Historias fantásticas  y problemas mundanos. En Washington se cuentan muchas historias fantásticas, aunque los problemas de hoy son más mundanos. "Queremos que los vecinos saquen  los chanchos y las gallinas de los  patios. Queremos darle un nuevo aspecto al pueblo", detalla la jefa co­munal, Celime Darwich.

Los habitantes de este punto per­dido a 350 kilómetros de Córdoba capital, casi al límite con San Luis, llevan años criando sus animales puertas adentro y no ven la razón para cambiar. “Y algunos hasta tienen caballos; petisos que intentan venderle a algún em­presario o a polistas que vienen al Abierto. Por ahí un buen ejemplar puede dejarles unos 10 mil pesos”, cuenta la intendenta.

Hay en Washington recuerdos de una época gloriosa. Un hotel que recibía a la oligarquía porteña que viajaba en el Ferrocarril Buenos Aires al Pacífico, estacionaba sus vagones-comedor frente a la cancha para ver verdadero polo inglés. Porque las actas de la fundación del Club fueron escritas en inglés, hasta que en 1926, los criollos cambiaron al castellano y le dieron impronta nacional.
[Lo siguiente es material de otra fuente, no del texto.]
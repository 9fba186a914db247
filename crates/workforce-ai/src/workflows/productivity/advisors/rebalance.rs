use std::collections::BTreeMap;

use serde::{Deserialize, Serialize};

use super::super::domain::{ActivityMetricsRow, EmpId};
use super::round2;

/// One redistribution proposal for a single (employee, activity) row.
#[derive(Debug, Clone, PartialEq, Serialize, Deserialize)]
pub struct RebalanceRow {
    #[serde(rename = "EmpID")]
    pub emp_id: EmpId,
    #[serde(rename = "Activity")]
    pub activity: String,
    #[serde(rename = "Points")]
    pub points: f64,
    #[serde(rename = "OriginalFreq")]
    pub original_freq: f64,
    #[serde(rename = "AssignedFreq")]
    pub assigned_freq: f64,
    #[serde(rename = "DeltaFreq")]
    pub delta_freq: f64,
    #[serde(rename = "OriginalImp")]
    pub original_imp: f64,
    #[serde(rename = "AssignedImp")]
    pub assigned_imp: f64,
    #[serde(rename = "DeltaImp")]
    pub delta_imp: f64,
    #[serde(rename = "Suggestion")]
    pub suggestion: String,
}

/// Redistributes each activity group's frequency and importance in proportion
/// to each member's Points, preserving the group totals. Reporting-only: the
/// proposals are never written back into the model.
pub fn suggest_rebalance(rows: &[ActivityMetricsRow]) -> Vec<RebalanceRow> {
    let mut groups: BTreeMap<&str, Vec<&ActivityMetricsRow>> = BTreeMap::new();
    for row in rows {
        groups.entry(row.activity.as_str()).or_default().push(row);
    }

    let mut proposals = Vec::new();
    for (activity, group) in groups {
        let total_freq: f64 = group.iter().map(|row| row.time_freq).sum();
        let total_imp: f64 = group.iter().map(|row| row.importance).sum();
        let total_points: f64 = group.iter().map(|row| row.points).sum();
        let members = group.len() as f64;

        for row in &group {
            let (freq_share, imp_share) = if total_points > 0.0 {
                (
                    row.points / total_points * total_freq,
                    row.points / total_points * total_imp,
                )
            } else {
                // Nobody in the group scored; split evenly instead.
                (total_freq / members, total_imp / members)
            };

            let delta_freq = round2(freq_share - row.time_freq);
            let delta_imp = round2(imp_share - row.importance);

            let mut suggestions = Vec::new();
            if delta_freq > 0.0 {
                suggestions.push(format!("Increase Frequency by {delta_freq}"));
            } else if delta_freq < 0.0 {
                suggestions.push(format!("Decrease Frequency by {}", delta_freq.abs()));
            }
            if delta_imp > 0.0 {
                suggestions.push(format!("Increase Importance by {delta_imp}"));
            } else if delta_imp < 0.0 {
                suggestions.push(format!("Decrease Importance by {}", delta_imp.abs()));
            }
            let suggestion = if suggestions.is_empty() {
                "No change".to_string()
            } else {
                suggestions.join("; ")
            };

            proposals.push(RebalanceRow {
                emp_id: row.emp_id,
                activity: activity.to_string(),
                points: row.points,
                original_freq: row.time_freq,
                assigned_freq: round2(freq_share),
                delta_freq,
                original_imp: row.importance,
                assigned_imp: round2(imp_share),
                delta_imp,
                suggestion,
            });
        }
    }

    proposals
}

#[cfg(test)]
mod tests {
    use super::*;

    fn metric_row(
        emp_id: u32,
        activity: &str,
        time_freq: f64,
        importance: f64,
        points: f64,
    ) -> ActivityMetricsRow {
        ActivityMetricsRow {
            emp_id: EmpId(emp_id),
            activity: activity.to_string(),
            time_freq,
            importance,
            points,
            salary_inr: 0.0,
            tim: time_freq * importance,
            rel_weight: 0.0,
            dollar_value: 0.0,
            net_value: 0.0,
            emp_total_ti: 0.0,
            wpi: 0.0,
        }
    }

    #[test]
    fn redistribution_follows_points_and_preserves_totals() {
        let rows = vec![
            metric_row(1, "Reporting", 6.0, 6.0, 2.0),
            metric_row(2, "Reporting", 2.0, 2.0, 1.0),
        ];

        let proposals = suggest_rebalance(&rows);
        assert_eq!(proposals.len(), 2);

        // Two thirds of the group metric goes to the 2-point member.
        assert!((proposals[0].assigned_freq - 5.33).abs() < 1e-9);
        assert!((proposals[1].assigned_freq - 2.67).abs() < 1e-9);

        let freq_total: f64 = proposals.iter().map(|p| p.assigned_freq).sum();
        let imp_total: f64 = proposals.iter().map(|p| p.assigned_imp).sum();
        assert!((freq_total - 8.0).abs() < 0.01);
        assert!((imp_total - 8.0).abs() < 0.01);
    }

    #[test]
    fn zero_point_groups_fall_back_to_an_even_split() {
        let rows = vec![
            metric_row(1, "Filing", 6.0, 4.0, 0.0),
            metric_row(2, "Filing", 2.0, 2.0, 0.0),
        ];

        let proposals = suggest_rebalance(&rows);
        assert_eq!(proposals[0].assigned_freq, 4.0);
        assert_eq!(proposals[1].assigned_freq, 4.0);
        assert_eq!(proposals[0].assigned_imp, 3.0);
        assert_eq!(proposals[1].assigned_imp, 3.0);
    }

    #[test]
    fn suggestion_text_names_both_directions() {
        let rows = vec![
            metric_row(1, "Reporting", 2.0, 6.0, 2.0),
            metric_row(2, "Reporting", 6.0, 2.0, 1.0),
        ];

        let proposals = suggest_rebalance(&rows);
        assert!(proposals[0].suggestion.contains("Increase Frequency by"));
        assert!(proposals[0].suggestion.contains("; "));
        assert!(proposals[1].suggestion.contains("Decrease Frequency by"));
    }

    #[test]
    fn balanced_rows_say_no_change() {
        let rows = vec![
            metric_row(1, "Reporting", 4.0, 4.0, 1.0),
            metric_row(2, "Reporting", 4.0, 4.0, 1.0),
        ];

        let proposals = suggest_rebalance(&rows);
        assert!(proposals.iter().all(|p| p.suggestion == "No change"));
        assert!(proposals.iter().all(|p| p.delta_freq == 0.0));
    }

    #[test]
    fn groups_are_emitted_in_activity_name_order() {
        let rows = vec![
            metric_row(1, "Zoning", 4.0, 4.0, 1.0),
            metric_row(1, "Audits", 4.0, 4.0, 1.0),
        ];

        let proposals = suggest_rebalance(&rows);
        assert_eq!(proposals[0].activity, "Audits");
        assert_eq!(proposals[1].activity, "Zoning");
    }
}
Aquel hotel y un almacén de ramos generales son hoy ruinas, maquetas imaginarias para los habitantes del pueblo que las recrean como leyendas de otro planeta.
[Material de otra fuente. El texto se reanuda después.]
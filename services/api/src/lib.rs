mod analyze;
mod cli;
mod infra;
mod routes;
mod server;

use workforce_ai::error::AppError;

pub async fn run() -> Result<(), AppError> {
    cli::run().await
}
Los habitantes de Washington caminan entre los edificios derruidos sin prestarles atención; son los vestigios de una época lejana pero propia.
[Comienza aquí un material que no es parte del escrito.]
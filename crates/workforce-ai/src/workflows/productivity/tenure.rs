use chrono::NaiveDate;

use super::domain::EmpId;

/// Joining dates arrive in either day/month/year form; both separators are in
/// active use across the uploaded rosters.
const ACCEPTED_FORMATS: [&str; 2] = ["%d/%m/%Y", "%d-%m-%Y"];

/// Raised when an employee's DateOfJoining matches neither accepted format.
/// Fatal to the advisors that need tenure; the run stops here.
#[derive(Debug, Clone, PartialEq, Eq, thiserror::Error)]
#[error("unknown date format for employee {emp_id}: {value}")]
pub struct TenureError {
    pub emp_id: EmpId,
    pub value: String,
}

pub fn parse_date_of_joining(emp_id: EmpId, value: &str) -> Result<NaiveDate, TenureError> {
    let trimmed = value.trim();
    for format in ACCEPTED_FORMATS {
        if let Ok(date) = NaiveDate::parse_from_str(trimmed, format) {
            return Ok(date);
        }
    }

    Err(TenureError {
        emp_id,
        value: value.to_string(),
    })
}

/// Years of service in 365.25-day years, fractional.
pub fn years_of_service(date_of_joining: NaiveDate, today: NaiveDate) -> f64 {
    (today - date_of_joining).num_days() as f64 / 365.25
}

#[cfg(test)]
mod tests {
    use super::*;

    #[test]
    fn parses_slash_and_dash_separators() {
        let slash = parse_date_of_joining(EmpId(101), "15/06/2021").expect("slash format");
        assert_eq!(slash, NaiveDate::from_ymd_opt(2021, 6, 15).unwrap());

        let dash = parse_date_of_joining(EmpId(101), "15-06-2021").expect("dash format");
        assert_eq!(dash, slash);
    }

    #[test]
    fn trims_surrounding_whitespace() {
        let date = parse_date_of_joining(EmpId(7), " 01/01/2020 ").expect("trimmed input");
        assert_eq!(date, NaiveDate::from_ymd_opt(2020, 1, 1).unwrap());
    }

    #[test]
    fn rejects_unknown_formats_naming_the_employee() {
        let error = parse_date_of_joining(EmpId(204), "2021-06-15").expect_err("ISO rejected");
        let message = error.to_string();
        assert!(message.contains("204"), "message names the employee: {message}");
        assert!(message.contains("2021-06-15"));
    }

    #[test]
    fn years_of_service_uses_fractional_years() {
        let joined = NaiveDate::from_ymd_opt(2020, 1, 1).unwrap();
        let today = NaiveDate::from_ymd_opt(2022, 1, 1).unwrap();
        let years = years_of_service(joined, today);
        assert!((years - 2.0).abs() < 0.01, "two calendar years, got {years}");
    }
}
Miguel Ibáñez es uno de esos vecinos. Lleva una gorra roja del Washington Polo Club y arregla su tractor para darle una cortada al césped de la cancha. El mastodonte mecánico del siglo pasado está a metros de su casa, que está a metros del Club. Desde hace cinco años es el máximo responsable de que Cambiasso la rompa sobre un billar. Pero no se inmuta y con paciencia pone en marcha el fierro.

La explosión del motor al arrancar se pierde en el eco de la inmensidad  del silencio de la pampa húmeda y  rebota entre las calles arenosas del pueblo, mientras los mosquitos rapiñan. Ibáñez tiene manos rugosas y una sonrisa franca que ofrece antes de irse a trabajar.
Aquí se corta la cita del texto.